Dataset extract:
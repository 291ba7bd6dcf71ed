//! The combiner chain: ordered, stateful transformers between raw input
//! events and committed text.
//!
//! Each combiner may rewrite an event, swallow it while retaining pending
//! state (a dead key waiting for its base character), or pass it through.
//! The chain runs combiners in order and stops at the first one that
//! consumes the event. Pending state that is not yet committed still shows
//! up in the composing word as combining feedback.

use unicode_normalization::UnicodeNormalization;

use crate::codes;
use crate::event::Event;

/// A single stage of the chain.
pub trait Combiner: std::fmt::Debug {
    /// Consume one event. The returned event is what the rest of the chain
    /// (and ultimately the composer) sees; return `event.consumed()` to
    /// swallow it.
    fn process_event(&mut self, previous_events: &[Event], event: Event) -> Event;

    /// Visual feedback for retained state that has not been committed yet,
    /// appended to the composing word for display.
    fn combining_state_feedback(&self) -> String;

    fn reset(&mut self);
}

/// Combines dead keys (combining diacritics) with the following base
/// character via canonical composition.
#[derive(Debug, Default)]
pub struct DeadKeyCombiner {
    /// Pending combining marks, oldest first.
    dead_sequence: String,
}

impl DeadKeyCombiner {
    pub fn new() -> Self {
        Self::default()
    }
}

impl Combiner for DeadKeyCombiner {
    fn process_event(&mut self, _previous_events: &[Event], event: Event) -> Event {
        if event.is_dead() {
            if let Some(mark) = char::from_u32(event.code_point as u32) {
                self.dead_sequence.push(mark);
            }
            return event.consumed();
        }
        if self.dead_sequence.is_empty() {
            return event;
        }
        if event.is_deletion() {
            // Deleting with marks pending removes the newest mark.
            self.dead_sequence.pop();
            return event.consumed();
        }
        if event.code_point >= 0 {
            if let Some(base) = char::from_u32(event.code_point as u32) {
                let mut cluster = base.to_string();
                cluster.push_str(&self.dead_sequence);
                self.dead_sequence.clear();
                let composed: String = cluster.nfc().collect();
                let mut chars = composed.chars();
                return match (chars.next(), chars.next()) {
                    (Some(single), None) => Event {
                        code_point: single as i32,
                        text: None,
                        ..event
                    },
                    // No precomposed form; emit the cluster as text.
                    _ => Event {
                        code_point: codes::CODE_OUTPUT_TEXT,
                        text: Some(composed),
                        ..event
                    },
                };
            }
        }
        event
    }

    fn combining_state_feedback(&self) -> String {
        self.dead_sequence.clone()
    }

    fn reset(&mut self) {
        self.dead_sequence.clear();
    }
}

/// The ordered chain plus the text committed through it so far.
#[derive(Debug)]
pub struct CombinerChain {
    combined: String,
    combiners: Vec<Box<dyn Combiner>>,
}

impl CombinerChain {
    /// The default chain: dead-key combination only.
    pub fn new(initial_text: &str) -> Self {
        Self::with_combiners(initial_text, vec![Box::new(DeadKeyCombiner::new())])
    }

    pub fn with_combiners(initial_text: &str, combiners: Vec<Box<dyn Combiner>>) -> Self {
        Self {
            combined: initial_text.to_string(),
            combiners,
        }
    }

    /// Run the event through the chain. Stops at the first combiner that
    /// consumes it; the result is never absent, only possibly consumed.
    pub fn process_event(&mut self, previous_events: &[Event], event: Event) -> Event {
        let mut event = event;
        for combiner in &mut self.combiners {
            event = combiner.process_event(previous_events, event);
            if event.is_consumed() {
                break;
            }
        }
        event
    }

    /// Commit a processed event's effect on the composed text.
    pub fn apply_processed_event(&mut self, event: &Event) {
        let text = event.text_to_commit();
        if !text.is_empty() {
            self.combined.push_str(&text);
        }
        if event.is_deletion() {
            self.combined.pop();
        }
    }

    /// The composing word: committed text plus pending combining feedback.
    pub fn composing_word_with_feedback(&self) -> String {
        let mut word = self.combined.clone();
        for combiner in &self.combiners {
            word.push_str(&combiner.combining_state_feedback());
        }
        word
    }

    pub fn reset(&mut self) {
        self.combined.clear();
        for combiner in &mut self.combiners {
            combiner.reset();
        }
    }
}

#[cfg(test)]
mod tests {
    use super::*;

    const ACUTE: i32 = 0x0301;

    #[test]
    fn test_dead_key_is_consumed_and_fed_back() {
        let mut chain = CombinerChain::new("");
        let processed = chain.process_event(&[], Event::dead_key(ACUTE, 0, 0));
        assert!(processed.is_consumed());
        chain.apply_processed_event(&processed);
        // Nothing committed, but the pending mark shows in the feedback.
        assert_eq!(chain.composing_word_with_feedback(), "\u{0301}");
    }

    #[test]
    fn test_dead_key_composes_with_base() {
        let mut chain = CombinerChain::new("");
        let dead = chain.process_event(&[], Event::dead_key(ACUTE, 0, 0));
        chain.apply_processed_event(&dead);
        let processed = chain.process_event(&[], Event::key_press('e' as i32, 'e' as i32, 0, 0));
        assert_eq!(processed.code_point, '\u{00E9}' as i32);
        chain.apply_processed_event(&processed);
        assert_eq!(chain.composing_word_with_feedback(), "\u{00E9}");
    }

    #[test]
    fn test_uncomposable_cluster_becomes_output_text() {
        let mut chain = CombinerChain::new("");
        // There is no precomposed "q with acute".
        let dead = chain.process_event(&[], Event::dead_key(ACUTE, 0, 0));
        chain.apply_processed_event(&dead);
        let processed = chain.process_event(&[], Event::key_press('q' as i32, 'q' as i32, 0, 0));
        assert_eq!(processed.code_point, codes::CODE_OUTPUT_TEXT);
        chain.apply_processed_event(&processed);
        assert_eq!(chain.composing_word_with_feedback(), "q\u{0301}");
    }

    #[test]
    fn test_deletion_removes_pending_mark_first() {
        let mut chain = CombinerChain::new("");
        let dead = chain.process_event(&[], Event::dead_key(ACUTE, 0, 0));
        chain.apply_processed_event(&dead);
        let deletion = chain.process_event(&[], Event::deletion(0, 0));
        assert!(deletion.is_consumed());
        chain.apply_processed_event(&deletion);
        assert_eq!(chain.composing_word_with_feedback(), "");
    }

    #[test]
    fn test_plain_typing_appends_and_deletes() {
        let mut chain = CombinerChain::new("");
        for code_point in ['h' as i32, 'i' as i32] {
            let event = Event::key_press(code_point, code_point, 0, 0);
            let processed = chain.process_event(&[], event);
            chain.apply_processed_event(&processed);
        }
        assert_eq!(chain.composing_word_with_feedback(), "hi");
        let deletion = chain.process_event(&[], Event::deletion(0, 0));
        chain.apply_processed_event(&deletion);
        assert_eq!(chain.composing_word_with_feedback(), "h");
    }

    #[test]
    fn test_reset_clears_committed_and_pending() {
        let mut chain = CombinerChain::new("seed");
        let dead = chain.process_event(&[], Event::dead_key(ACUTE, 0, 0));
        chain.apply_processed_event(&dead);
        chain.reset();
        assert_eq!(chain.composing_word_with_feedback(), "");
    }
}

Your goal: Filter the entries above and copy only the lines that hold "DeadKeyCombiner".

Exercise result:
pub struct DeadKeyCombiner {
impl DeadKeyCombiner {
impl Combiner for DeadKeyCombiner {
        Self::with_combiners(initial_text, vec![Box::new(DeadKeyCombiner::new())])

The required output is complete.